So I need some advice from my fellow fatties! What do you guys do when your int his situation? Did you just adjust your car the best you can?Am I doing things right? Did you loose a little weight? Or just say '[I*]screw it*[/I]' and not drive? Talk to me! I need some help. Im a little bummed out about it. 
*
-Thanks in advance.*


----------



## Miss Vickie (Jun 2, 2011)

I'm a short, rather round girl (smaller after WLS but still VERY short with a large chest) so I've gone through some of the same problems.

If you have a telescoping steering wheel, it can really help. I drive a Beetle and they have a little lever on the bottom of the steering wheel which allows me to change its angle and pull it out or push it in, so it fits me perfectly. I also have the seat up as high as I possibly can so that the airbag wouldn't hit me in the face (yes I'm THAT short) which buys me a lot of room. I'm fortunate that for my height I have long legs so I can usually reach the pedals okay, but when I was pregnant, it was dicey. I think there are maybe extenders that you can get?

I'm pretty much the only person who drives my car but on those rare occasions when my husband drives and I can't get in before him to move the seat back, the poor guy looks like he's driving a kid's car. His knees are up by his chin, practically. He looks pretty silly.


----------



## CarlaSixx (Jun 3, 2011)

I just wanna say that I have this problem, too. I'm only 4 foot 10 and an SSBBW, so driving has always been out of the question, but now it's pressing and I don't know what to do. As soon as I get my stomach to fit right and get seated to see through the front and over the windsheild, my feet are faaaar from the pedals  I have to basically be laying in the seat to reach the pedals which suuuuucks.
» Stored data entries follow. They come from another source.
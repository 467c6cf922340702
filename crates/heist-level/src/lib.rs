// heist-level: one playable level instance on top of the physics, stage,
// nav and AI crates.
//
// The plugin owns the level's resources and registers the per-tick systems
// in their phases: intents in Decide, forces and spawns in Act, rotation in
// Rotate, outcome and sounds in Evaluate. Physics stepping comes from
// `HeistPhysicsPlugin`, which must be added as well. Levels are created and
// recreated with [`reset_level`].

pub mod actuation;
pub mod input;
pub mod level;
pub mod outcome;
pub mod roster;
pub mod systems;

use bevy_app::{App, Plugin, Update};
use bevy_ecs::prelude::IntoScheduleConfigs;
use heist_ai::AiCoordinator;
use heist_core::HeistSet;
use heist_core::config::LevelConfig;
use heist_core::time::TickClock;
use heist_nav::NavGraph;
use heist_stage::RotationEngine;

// ---------------------------------------------------------------------------
// Re-exports
// ---------------------------------------------------------------------------

pub use input::InputState;
pub use level::{LevelHandles, LevelState, avatar_pose, reset_level};
pub use outcome::{LevelStatus, SoundEvent, SoundKind, SoundQueue};
pub use roster::{Character, Characters, Driver};

// ---------------------------------------------------------------------------
// HeistLevelPlugin
// ---------------------------------------------------------------------------

/// Inserts the level's resources and systems for one [`LevelConfig`].
pub struct HeistLevelPlugin {
    config: LevelConfig,
}

impl HeistLevelPlugin {
    pub const fn new(config: LevelConfig) -> Self {
        Self { config }
    }

    pub const fn config(&self) -> &LevelConfig {
        &self.config
    }
}

impl Plugin for HeistLevelPlugin {
    fn build(&self, app: &mut App) {
        app.insert_resource(self.config.clone())
            .insert_resource(TickClock::new(self.config.world.dt))
            .insert_resource(NavGraph::new(self.config.nav.clone()))
            .insert_resource(SoundQueue::new(self.config.volume))
            .init_resource::<RotationEngine>()
            .init_resource::<AiCoordinator>()
            .init_resource::<Characters>()
            .init_resource::<InputState>()
            .init_resource::<LevelStatus>()
            .init_resource::<LevelHandles>()
            .add_systems(
                Update,
                (systems::player_intent_system, systems::ai_decision_system)
                    .chain()
                    .in_set(HeistSet::Decide),
            )
            .add_systems(
                Update,
                (systems::actuation_system, systems::avatar_action_system)
                    .chain()
                    .in_set(HeistSet::Act),
            )
            .add_systems(
                Update,
                (systems::rotation_request_system, systems::rotation_tick_system)
                    .chain()
                    .in_set(HeistSet::Rotate),
            )
            .add_systems(
                Update,
                (
                    systems::outcome_system,
                    systems::contact_sound_system,
                    systems::advance_clock_system,
                )
                    .chain()
                    .in_set(HeistSet::Evaluate),
            );
    }
}

// ---------------------------------------------------------------------------
// Prelude
// ---------------------------------------------------------------------------

pub mod prelude {
    pub use crate::{
        Character, Characters, HeistLevelPlugin, InputState, LevelHandles, LevelStatus, SoundEvent,
        SoundKind, SoundQueue, avatar_pose, reset_level,
    };
}

// ---------------------------------------------------------------------------
// Tests
// ---------------------------------------------------------------------------

#[cfg(test)]
mod tests {
    use glam::Vec2;
    use heist_core::HeistCorePlugin;
    use heist_core::types::BodyKind;
    use heist_physics::HeistPhysicsPlugin;
    use heist_physics::rapier::RapierContext;
    use heist_physics::registry::RigidBodyRegistry;

    use super::*;

    fn config() -> LevelConfig {
        LevelConfig::from_toml_str(
            r"
            walls = [[0.0, 0.0, 32.0, 0.0, 32.0, 1.0, 0.0, 1.0]]

            [world]
            dt = 0.02

            [platforms]
            polygons = [[10.0, 4.0, 14.0, 4.0, 14.0, 5.0, 10.0, 5.0]]

            [goal]
            pos = [30.0, 2.0]
            ",
        )
        .unwrap()
    }

    fn app() -> App {
        let mut app = App::new();
        app.add_plugins(HeistCorePlugin);
        app.add_plugins(HeistPhysicsPlugin::new(RapierContext::new(Vec2::ZERO)));
        app.add_plugins(HeistLevelPlugin::new(config()));
        app.finish();
        app.cleanup();
        app
    }

    #[test]
    fn plugin_uses_level_timestep() {
        let app = app();
        assert!((app.world().resource::<TickClock>().dt() - 0.02).abs() < f32::EPSILON);
        assert!(app.world().get_resource::<LevelStatus>().is_some());
        assert!(app.world().get_resource::<RotationEngine>().is_some());
    }

    #[test]
    fn reset_populates_every_body() {
        let mut app = app();
        reset_level(app.world_mut()).unwrap();
        let registry = app.world().resource::<RigidBodyRegistry>();
        assert_eq!(registry.count_of_kind(BodyKind::Wall), 1);
        assert_eq!(registry.count_of_kind(BodyKind::Platform), 1);
        assert_eq!(registry.count_of_kind(BodyKind::Goal), 1);
        assert_eq!(registry.count_of_kind(BodyKind::Avatar), 1);
        let handles = app.world().resource::<LevelHandles>();
        assert_eq!(handles.platforms.len(), 1);
        let engine = app.world().resource::<RotationEngine>();
        assert_eq!(engine.stage().map(|s| s.members.clone()), Some(handles.platforms.clone()));
        assert!(!app.world().resource::<NavGraph>().is_empty());
    }

    #[test]
    fn update_advances_clock() {
        let mut app = app();
        reset_level(app.world_mut()).unwrap();
        app.update();
        app.update();
        assert_eq!(app.world().resource::<TickClock>().tick(), 2);
    }
}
I thought of duct taping beer cans or something to the pedals but they crush easily, so that's not really an option


----------



## crayola box (Jun 3, 2011)

Just did a quick google search and saw that pedal extenders run about $130....might be worth checking out.


----------



## Punkin1024 (Jun 3, 2011)

Yes, driving is a challenge if you are short and fat. I'm 4' 11-1/2" and I have a large tummy and large breasts. I drive a Ford Focus that has a special seat adjustment that can lower the bottom half of the seat. Ford also has seatbelt extensions and I have this clip gadget that allows me to adjust the shoulder strap to a more comfortable fit. The only thing I miss is a tilt steering wheel. I pull the seat up as far as it will go. I do believe that some Ford models also offer foot pedals that are made for short people. Hope this info helps.


----------



## musicman (Jun 3, 2011)

Jello404 said:


> but Im short so my feet dont touch the pedals.



Find a shop that does car or van modifications for disabled persons, and ask them to install pedal extenders. There should be several such places in the Chicago area. The extenders I've seen are aluminum blocks which are bolted onto the pedals. Installation takes only a few minutes. You could also ask about this at a car dealer, but in my experience, most dealers are clueless about special needs.


----------



## Zandoz (Jun 3, 2011)

I had to give up driving about a year and a half ago....belly wil not fit behind the wheel...and here comes the embarassing part, my FUPA will not allow my legs to position for using the gas and brake. :really sad:


----------



## bbwlibrarian (Jun 4, 2011)

Those of you that are complaining about cars could probably still motorbike. While I've never had difficulty fitting in a car to drive it, I prefer motorbiking because it's more fun. Nothing quite like being a badass BBW on a bike!  Good luck finding gear, though...


----------



## ampleampleample (Jun 5, 2011)

I once had a girlfriend who was quite large and grew significantly over several years which led us to discover there were really two or three issues.
1. Width of the seat which is a problem with all cars comming to have center consoles.
2. Fitting behind the wheel and still being able to reach the pedals.
3. Being able to get in and out of the car.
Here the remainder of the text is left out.